System Load
If you receive any of the following System warnings in slack, it is often the result of a php error or attack.
NOTE: SYS_LOAD_AVG is not an issue until 200%
First, try and identify the cause using either HTOP or TOP or both:
- How to use the top command to monitor system processes
- How to use the htop command to monitor system processes
Pressing shift + h will condense the htop view and make it easier to identify a specific site or process causing the issue.
Most SYS_LOAD or SYS_CPU_USAGE alerts are due to an automated attack.
Diagnosing and resolving an automated attack
Most attacks are easily dealt with by banning the offending IP's.
- Use HTOP to diagnose which site or sites are currently under attack.
- Sort the table by using
f6and selecting a column, or clicking the column header - Use
shift + hto condense the table and make it easier to recognize the problem site - Often a single site will have mulitple
php-fpm: pool \{\{domain.com\}\}processes running and crashing the server - If the server is down and other sites are impacted, suspending the offending site in Gridpane's site settings panel will ensure other sites are available while we ban the offending IPs - having one site down is preferable to managing multiple clients experience downtime
- Once the offending site is identified, access the sites settings panel in Gridpane and check the site access logs and nginx error logs.
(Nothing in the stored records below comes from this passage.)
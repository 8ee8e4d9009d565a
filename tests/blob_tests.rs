// SPDX-License-Identifier: MPL-2.0

//! Integration tests for blob detection with the default goal thresholds

use image::{Rgb, RgbImage};
use retroflash::Config;
use retroflash::imaging::{Rect, find_blobs};

/// Negated highlight colour of a retro-reflective goal
const GOAL: [u8; 3] = [130, 110, 60];
/// Negated highlight colour of the unlit background
const BACKGROUND: [u8; 3] = [252, 252, 252];

fn frame(width: u32, height: u32, goals: &[Rect]) -> RgbImage {
    let mut img = RgbImage::from_pixel(width, height, Rgb(BACKGROUND));
    for rect in goals {
        for y in rect.y..rect.bottom() {
            for x in rect.x..rect.right() {
                img.put_pixel(x, y, Rgb(GOAL));
            }
        }
    }
    img
}

#[test]
fn test_goal_colour_matches_default_thresholds() {
    let config = Config::default();
    let goal = Rect::new(30, 40, 10, 6);
    let img = frame(240, 160, &[goal]);

    let blobs = find_blobs(&img, &config.blobs.goal_thresholds, &config.blobs.options(160));
    assert_eq!(blobs.len(), 1);
    assert_eq!(blobs[0].rect, goal);
    assert_eq!(blobs[0].pixels, 60);
    assert_eq!(blobs[0].centroid(), (35, 43));
}

#[test]
fn test_background_and_noise_are_ignored() {
    let config = Config::default();
    let mut img = frame(240, 160, &[]);
    // A few stray goal-coloured pixels stay below the pixel threshold
    for x in [10, 50, 90] {
        img.put_pixel(x, 10, Rgb(GOAL));
    }

    let blobs = find_blobs(&img, &config.blobs.goal_thresholds, &config.blobs.options(160));
    assert!(blobs.is_empty());
}

#[test]
fn test_split_goal_is_merged_back() {
    // A goal cut in two by a thin dark line is reported once
    let config = Config::default();
    let left = Rect::new(100, 60, 8, 10);
    let right = Rect::new(110, 60, 8, 10);
    let img = frame(240, 160, &[left, right]);

    let blobs = find_blobs(&img, &config.blobs.goal_thresholds, &config.blobs.options(160));
    assert_eq!(blobs.len(), 1);
    assert_eq!(blobs[0].rect, left.union(&right));
    assert_eq!(blobs[0].pixels, 160);
    assert_eq!(blobs[0].count, 2);

    let mut unmerged = config.blobs.clone();
    unmerged.merge = false;
    let blobs = find_blobs(&img, &unmerged.goal_thresholds, &unmerged.options(160));
    assert_eq!(blobs.len(), 2);
}

#[test]
fn test_largest_goal_first() {
    let config = Config::default();
    let small = Rect::new(20, 20, 6, 6);
    let large = Rect::new(150, 100, 20, 12);
    let img = frame(240, 160, &[small, large]);

    let blobs = find_blobs(&img, &config.blobs.goal_thresholds, &config.blobs.options(160));
    assert_eq!(blobs.len(), 2);
    assert_eq!(blobs[0].rect, large);
    assert_eq!(blobs[1].rect, small);
}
Often a single IP or set of IPs will be clear as the offenders.
- If we control the sites DNS via Cloudflare, or the site is managed via Cloudflare for SaaS, log into Cloudflare and add the offending IP to the WAF block rules for that domain (or SaaS)
- Find WAF rules under Domain -> Security -> Security Rules - the first rule is typically the rule containing all blocks
- Log the IP to be added across all domains WAF rulesets at a later time
Next, if it’s not an attack,
Warning examples
System Load Average
Note that “per core” refers to the system’s load average. 100% is equal to one vCPU, 200% is equal to two vCPU, and so on.
Monitor after these alerts:
SYS_LOAD_AVG_15 70% CPU Warning {host} {serverIP} 15 Minute Load average has been running at over 70% per core for over 1 hour.
SYS_LOAD_AVG_15 100% CPU Warning {host} {serverIP} 15 Minute Load average has been running at over 100% per core for over 30 minutes.
Take action if alert hits 200%
SYS_LOAD_AVG_15 200% CPU Warning {host} {serverIP} 15 Minute Load average has been running at over 200% per core for over 10 minutes.
System Memory Usage
Monitor after these alerts:
SYS_MEM_USAGE 70% RAM Warning {host} {serverIP} System Memory utilisation has exceeded 70% RAM for over 1 hour.
SYS_MEM_USAGE 80% RAM Warning {host} {serverIP} System Memory utilisation has exceeded 80% RAM for over 30 minutes.
Take action if alert hits sustained 90%+
SYS_MEM_USAGE 90% RAM Warning {host} {serverIP} System Memory utilisation has exceeded 90% RAM for over 10 minutes.
System CPU Usage
Monitor after these alerts:
SYS_CPU_USAGE {user} 30-70% CPU Warning {host} ${serverIP} {user} CPU utilisation has exceeded 30-70%. This is nothing to be too concerned about yet…
Take action if alert hits sustained 70%+
SYS_CPU_USAGE {user} 70+% CPU Warning {host} ${serverIP} {user} CPU utilisation has exceeded 70+%.
System Swap Memory
SYS_SWAP_MEM {aspect}% Usage Warning {host} {serverIP} System Swap Memory usage has exceeded {aspect}% of allocation!